Maudit Français

SOS amitié

Comme tous les immigrants, les Français qui viennent s'installer au Québec sont souvent obligés de reconstruire leur réseau social à partir de zéro. Je n'évoque pas ici l'obsession de certaines de mes connaissances de remplir leur carnet d'adresse d'individus susceptibles d'accélérer leur ascension sociale et leur visibilité professionnelle, mais bien du besoin de trouver des amis avec qui l'on peut aller boire une bière sans avoir à se cogner sept heures d'avion.

Je suis conscient d'avoir été particulièrement chanceux dans ce domaine. Malgré ma personnalité asociale à mi-chemin entre Gaston Lagaffe et Hannibal Lecter, j'ai réussi à tisser des liens suffisamment forts lors de mon programme d'échange universitaire pour qu'il en reste quelque chose à mon retour comme immigrant. Depuis, j'ai sympathisé avec de nombreuses autres personnes, et j'ai aujourd'hui suffisamment d'amis au Québec pour boire plus de bières que mon foie ne saurait tolérer.

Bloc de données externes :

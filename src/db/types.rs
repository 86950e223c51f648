//! Schema and result types for askdb.
//!
//! Defines the structures used to represent the introspected catalog and the
//! rows returned by executing a generated statement.

use serde::ser::{SerializeMap, Serializer};
use serde::Serialize;
use std::fmt;
use std::time::Duration;

/// One (table, column, type) tuple from the database catalog.
#[derive(Debug, Clone, PartialEq, Eq, Serialize)]
pub struct SchemaColumn {
    /// Table name as reported by the catalog.
    pub table: String,

    /// Column name.
    pub column: String,

    /// Declared data type (e.g., "integer", "character varying").
    pub data_type: String,
}

impl SchemaColumn {
    /// Creates a new schema column tuple.
    pub fn new(
        table: impl Into<String>,
        column: impl Into<String>,
        data_type: impl Into<String>,
    ) -> Self {
        Self {
            table: table.into(),
            column: column.into(),
            data_type: data_type.into(),
        }
    }
}

/// Flat description of the database schema.
///
/// Column order is the catalog query order (table name, then column
/// position) and is never re-sorted. The description is recomputed fresh for
/// every question, so it always reflects the catalog at that moment.
#[derive(Debug, Clone, Default)]
pub struct SchemaDescription {
    /// All columns, grouped implicitly by table-then-column order.
    pub columns: Vec<SchemaColumn>,
}

#[allow(dead_code)]
impl SchemaDescription {
    /// Creates a new empty schema description.
    pub fn new() -> Self {
        Self::default()
    }

    /// Creates a description from an ordered list of catalog tuples.
    pub fn from_columns(columns: Vec<SchemaColumn>) -> Self {
        Self { columns }
    }

    /// Returns true if the catalog reported no columns.
    pub fn is_empty(&self) -> bool {
        self.columns.is_empty()
    }

    /// Renders the schema as a text block for the prompt, one line per
    /// column in catalog order.
    pub fn format_for_prompt(&self) -> String {
        self.columns
            .iter()
            .map(|c| format!("Table: {}, Column: {}, Type: {}", c.table, c.column, c.data_type))
            .collect::<Vec<_>>()
            .join("\n")
    }
}

/// Represents a single scalar value from a database query.
#[derive(Debug, Clone, Default, Serialize, PartialEq)]
#[serde(untagged)]
pub enum Value {
    /// NULL value.
    #[default]
    Null,

    /// Boolean value.
    Bool(bool),

    /// Signed integer (up to i64).
    Int(i64),

    /// Floating point number.
    Float(f64),

    /// Text/string value.
    String(String),

    /// Binary data.
    Bytes(Vec<u8>),
}

#[allow(dead_code)]
impl Value {
    /// Returns true if this value is NULL.
    pub fn is_null(&self) -> bool {
        matches!(self, Value::Null)
    }

    /// Converts the value to a display string.
    pub fn to_display_string(&self) -> String {
        match self {
            Value::Null => "NULL".to_string(),
            Value::Bool(b) => b.to_string(),
            Value::Int(i) => i.to_string(),
            Value::Float(f) => f.to_string(),
            Value::String(s) => s.clone(),
            Value::Bytes(b) => format!("<{} bytes>", b.len()),
        }
    }
}

impl fmt::Display for Value {
    fn fmt(&self, f: &mut fmt::Formatter<'_>) -> fmt::Result {
        write!(f, "{}", self.to_display_string())
    }
}

impl From<bool> for Value {
    fn from(v: bool) -> Self {
        Value::Bool(v)
    }
}

impl From<i32> for Value {
    fn from(v: i32) -> Self {
        Value::Int(v as i64)
    }
}

impl From<i64> for Value {
    fn from(v: i64) -> Self {
        Value::Int(v)
    }
}

impl From<f64> for Value {
    fn from(v: f64) -> Self {
        Value::Float(v)
    }
}

impl From<String> for Value {
    fn from(v: String) -> Self {
        Value::String(v)
    }
}

impl From<&str> for Value {
    fn from(v: &str) -> Self {
        Value::String(v.to_string())
    }
}

impl<T> From<Option<T>> for Value
where
    T: Into<Value>,
{
    fn from(v: Option<T>) -> Self {
        match v {
            Some(val) => val.into(),
            None => Value::Null,
        }
    }
}

impl From<Vec<u8>> for Value {
    fn from(v: Vec<u8>) -> Self {
        Value::Bytes(v)
    }
}

/// One result row: column name → value pairs in result-descriptor order.
///
/// Serializes as a JSON object whose key order matches the statement's
/// column order.
#[derive(Debug, Clone, Default, PartialEq)]
pub struct ResultRecord {
    entries: Vec<(String, Value)>,
}

#[allow(dead_code)]
impl ResultRecord {
    /// Creates an empty record.
    pub fn new() -> Self {
        Self::default()
    }

    /// Builds a record by zipping column names against positional values.
    ///
    /// Extra values beyond the column list (or vice versa) are dropped,
    /// matching a positional zip.
    pub fn from_row(columns: &[String], values: Vec<Value>) -> Self {
        Self {
            entries: columns.iter().cloned().zip(values).collect(),
        }
    }

    /// Appends a column/value pair, preserving insertion order.
    pub fn push(&mut self, column: impl Into<String>, value: Value) {
        self.entries.push((column.into(), value));
    }

    /// Looks up a value by column name.
    pub fn get(&self, column: &str) -> Option<&Value> {
        self.entries
            .iter()
            .find(|(name, _)| name == column)
            .map(|(_, value)| value)
    }

    /// Returns the column names in insertion order.
    pub fn columns(&self) -> Vec<&str> {
        self.entries.iter().map(|(name, _)| name.as_str()).collect()
    }

    /// Returns the number of columns in the record.
    pub fn len(&self) -> usize {
        self.entries.len()
    }

    /// Returns true if the record has no columns.
    pub fn is_empty(&self) -> bool {
        self.entries.is_empty()
    }

    /// Iterates over (column, value) pairs in insertion order.
    pub fn iter(&self) -> impl Iterator<Item = (&str, &Value)> {
        self.entries.iter().map(|(name, value)| (name.as_str(), value))
    }
}

impl Serialize for ResultRecord {
    fn serialize<S>(&self, serializer: S) -> std::result::Result<S::Ok, S::Error>
    where
        S: Serializer,
    {
        let mut map = serializer.serialize_map(Some(self.entries.len()))?;
        for (name, value) in &self.entries {
            map.serialize_entry(name, value)?;
        }
        map.end()
    }
}

/// Ordered result of executing a statement, one record per returned row.
///
/// Row order is the database cursor iteration order; no re-sorting.
#[derive(Debug, Clone, Default)]
pub struct ResultSet {
    /// Rows in cursor order.
    pub records: Vec<ResultRecord>,

    /// Time taken to execute the statement.
    pub execution_time: Duration,
}

#[allow(dead_code)]
impl ResultSet {
    /// Creates a new empty result set.
    pub fn new() -> Self {
        Self::default()
    }

    /// Creates a result set from rows, with zero execution time.
    pub fn from_records(records: Vec<ResultRecord>) -> Self {
        Self {
            records,
            execution_time: Duration::ZERO,
        }
    }

    /// Sets the execution time.
    pub fn with_execution_time(mut self, duration: Duration) -> Self {
        self.execution_time = duration;
        self
    }

    /// Returns the number of rows.
    pub fn len(&self) -> usize {
        self.records.len()
    }

    /// Returns true if the result set has no rows.
    pub fn is_empty(&self) -> bool {
        self.records.is_empty()
    }

    /// Iterates over the records in row order.
    pub fn iter(&self) -> std::slice::Iter<'_, ResultRecord> {
        self.records.iter()
    }

    /// Renders the records as pretty-printed JSON.
    pub fn to_json_pretty(&self) -> String {
        serde_json::to_string_pretty(&self.records).unwrap_or_else(|_| "[]".to_string())
    }
}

Bien que la plupart des immigrants français que j'ai pu croiser aient également une vie sociale bien remplie, j'en ai plusieurs fois entendus se plaindre de ne pas avoir d'amis québécois. Je suis toujours surpris par cette affirmation. Selon mon lexique, un Québécois est en effet une personne qui vit au Québec. Il est donc inévitable qu'une partie des personnes avec qui ces expatriés font la bringue réponde à ce critère, à moins qu'ils se limitent à fréquenter des touristes et des bons joueurs de hockey.

En mettant de côté ma fausse naïveté irritante, il m'est certes facile d'admettre qu'ils regrettent surtout de ne pas compter parmi leurs intimes des natifs québécois, voire des Québécois des souche, pour reprendre l'expression pittoresque des bûcherons. Bien que ma feinte innocence pénible me pousserait à mettre en doute l'utilité de fixer des quotas ethniques pour ses propres amis, je comprends en partie cette déception. Il peut être difficile pour un immigré de se sentir intégré dans un pays s'il n'arrive à se faire que des compatriotes comme amis. Les plus paranoïaques ressentent cette situation comme un rejet de leur personne. Les plus masochistes culpabilisent de leur incapacité à s'ouvrir aux autres cultures, tel le vacancier qui quitte son hôtel à Djerba après une semaine de séjour sans avoir parlé à d'autres Tunisiens que le serveur du bar.

Je trouve néanmoins qu'il est erroné d'en conclure que les Québécois sont racistes (ou du moins, plus racistes que les Français). Le communautarisme est un des travers les plus fréquents de la nature humaine et il n'est pas nécessaire de changer de pays pour en constater les effets. Lorsque j'ai quitté la ville de Blois, que j'ai transfigurée en y passant mon enfance, afin de continuer mes études à Paris, j'ai eu énormément de mal à me lier avec des natifs franciliens. La plupart de mes amis étaient blésois comme moi, rémois ou poyaudins. Seules mes techniques de chasse ancestrales m'ont permis d'apprivoiser quelques Beauvillésois, Garennois et Bellifontains farouches à force de longues années d'embuscade.

Les immigrants français qui se sentent comme des parias parce qu'ils n'ont pas d'amis pure laine semblent par ailleurs ignorer qu'ils interagissent au quotidien avec des dizaines d'entre eux, que ce soit en travaillant avec une collègue montréalaise, en commandant un sandwich à un vendeur originaire d'Abitibi ou en bénéficiant des services d'une danseuse de Sainte Hyacinthe. Et surtout, je n'arrive pas à comprendre l'attitude consistant à refuser à tout prix de se mêler à des compatriotes ou à d'autres expatriés, comme si cela augmentait la probabilité de se faire des amis québécois. En plus d'être inefficace, c'est sans doute la meilleure méthode pour ne pas avoir d'amis du tout.